1)Sejam requeridas, com urgência, explicações oficiais por parte do município e da prefeita sobre as razões que levaram à escolha deste tipo de atividade.

2) Após, que o Ministério Público estadual, por meio da Promotoria de Infância e Adolescência de Uberaba, tome as medidas que julgar cabíveis.

3) Que os autos sejam remetidos à Promotoria Eleitoral de Uberaba e ao Tribunal Superior Eleitoral, a fim de examinar eventual ato irregular de propaganda eleitoral e/ou abuso de poder político.

4) A abertura de procedimento investigatório criminal com vistas a apurar as condutas perpetradas pelos Representados e, ao final, a propositura da ação penal cabível.

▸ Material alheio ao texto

//! Operation key normalization.
//!
//! Operation numbers arrive as free-form text or spreadsheet numbers
//! ("12", "12.3", 100.0) but identity must not depend on formatting. Keys
//! are canonicalized to `D.DDDD` form: fractional part right-padded with
//! zeros to at least four digits, integer-only input gets `.0000` appended,
//! longer fractions are kept as written. The canonical string is the
//! identity; the parsed numeric value only drives ordering and the
//! realignment scans.

use crate::error_codes;
use crate::route::CellScalar;
use serde::{Deserialize, Deserializer, Serialize, Serializer};
use thiserror::Error;

const MIN_FRACTION_DIGITS: usize = 4;

/// A canonicalized operation key.
///
/// Equality and hashing use the canonical string only. Ordering compares the
/// numeric value first so "9.0000" sorts before "10.0000".
#[derive(Debug, Clone)]
pub struct OpKey {
    canonical: String,
    numeric: f64,
}

impl OpKey {
    /// Parse and canonicalize a raw key.
    ///
    /// Leading/trailing whitespace is ignored. Anything other than a plain
    /// non-negative decimal (no sign, no exponent, at most one dot) is
    /// rejected. An empty digit run on either side of the dot is padded
    /// with zeros ("12." becomes "12.0000", ".5" becomes ".5000"), matching
    /// how upstream reports round-trip such keys.
    pub fn parse(raw: &str) -> Result<OpKey, MalformedKeyError> {
        let trimmed = raw.trim();
        let canonical = match trimmed.split_once('.') {
            Some((int_part, frac_part)) => {
                if !is_digit_run(int_part)
                    || !is_digit_run(frac_part)
                    || (int_part.is_empty() && frac_part.is_empty())
                {
                    return Err(MalformedKeyError {
                        input: raw.to_string(),
                    });
                }
                if frac_part.len() >= MIN_FRACTION_DIGITS {
                    trimmed.to_string()
                } else {
                    format!("{int_part}.{frac_part:0<width$}", width = MIN_FRACTION_DIGITS)
                }
            }
            None => {
                if !is_digits(trimmed) {
                    return Err(MalformedKeyError {
                        input: raw.to_string(),
                    });
                }
                format!("{trimmed}.0000")
            }
        };
        let numeric = canonical.parse::<f64>().map_err(|_| MalformedKeyError {
            input: raw.to_string(),
        })?;
        Ok(OpKey { canonical, numeric })
    }

    /// Derive a key from the key cell of an operation's first row.
    pub fn from_cell(cell: Option<&CellScalar>) -> Result<OpKey, MalformedKeyError> {
        match cell {
            Some(CellScalar::Text(s)) => OpKey::parse(s),
            Some(CellScalar::Number(n)) => OpKey::parse(&n.to_string()),
            Some(CellScalar::Bool(b)) => Err(MalformedKeyError {
                input: b.to_string(),
            }),
            None => Err(MalformedKeyError {
                input: String::new(),
            }),
        }
    }

    pub fn as_str(&self) -> &str {
        &self.canonical
    }

    pub fn numeric(&self) -> f64 {
        self.numeric
    }
}

fn is_digits(s: &str) -> bool {
    !s.is_empty() && is_digit_run(s)
}

fn is_digit_run(s: &str) -> bool {
    s.bytes().all(|b| b.is_ascii_digit())
}

impl PartialEq for OpKey {
    fn eq(&self, other: &Self) -> bool {
        self.canonical == other.canonical
    }
}

impl Eq for OpKey {}

impl std::hash::Hash for OpKey {
    fn hash<H: std::hash::Hasher>(&self, state: &mut H) {
        self.canonical.hash(state);
    }
}

impl PartialOrd for OpKey {
    fn partial_cmp(&self, other: &Self) -> Option<std::cmp::Ordering> {
        Some(self.cmp(other))
    }
}

impl Ord for OpKey {
    fn cmp(&self, other: &Self) -> std::cmp::Ordering {
        self.numeric
            .total_cmp(&other.numeric)
            .then_with(|| self.canonical.cmp(&other.canonical))
    }
}

impl std::fmt::Display for OpKey {
    fn fmt(&self, f: &mut std::fmt::Formatter<'_>) -> std::fmt::Result {
        f.write_str(&self.canonical)
    }
}

impl Serialize for OpKey {
    fn serialize<S: Serializer>(&self, serializer: S) -> Result<S::Ok, S::Error> {
        serializer.serialize_str(&self.canonical)
    }
}

impl<'de> Deserialize<'de> for OpKey {
    fn deserialize<D: Deserializer<'de>>(deserializer: D) -> Result<Self, D::Error> {
        let raw = String::deserialize(deserializer)?;
        OpKey::parse(&raw).map_err(serde::de::Error::custom)
    }
}

/// Key text that cannot be canonicalized.
#[derive(Debug, Clone, PartialEq, Eq, Error)]
#[error(
    "[RTDIFF_KEY_001] operation key '{input}' is not a plain decimal number. Suggestion: keys must look like '12' or '12.3000'."
)]
pub struct MalformedKeyError {
    pub input: String,
}

impl MalformedKeyError {
    pub fn code(&self) -> &'static str {
        error_codes::KEY_MALFORMED
    }
}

Rogério Correa lembra que, segundo o ECA, é dever de todos “velar pela dignidade da criança e do adolescente, pondo-os a salvo de qualquer tratamento desumano, violento, aterrorizante, vexatório ou constrangedor”.

Além disso, a Constituição estabelece como dever da família, da sociedade e do Estado assegurar à criança, com absoluta prioridade, “o direito à vida e de estar a salvo de toda forma de negligência, discriminação, exploração, violência, crueldade e opressão”. Informações que a prefeita parece desconhecer. Assim também como não deve ter se dado conta do Estatuto do Desarmamento, que prevê pena de prisão, de 3 a 6 anos, para quem vender, entregar ou fornecer, ainda que gratuitamente, arma de fogo, acessório, munição ou explosivo a criança ou adolescente.

Minas Gerais –  onde o governador Romeu Zema (Novo) foi reeleito com folga no primeiro turno, e agora empenha todas as suas energias no barco de Bolsonaro – é um dos Estados em que o presidente tenta estancar a vantagem de Lula. O petista conquistou 48,29% dos votos, o oponente 43,60%. Na Uberaba de Elisa, seu mito saiu na frente, com 46,96% dos votos válidos, enquanto Lula obteve 44,15%.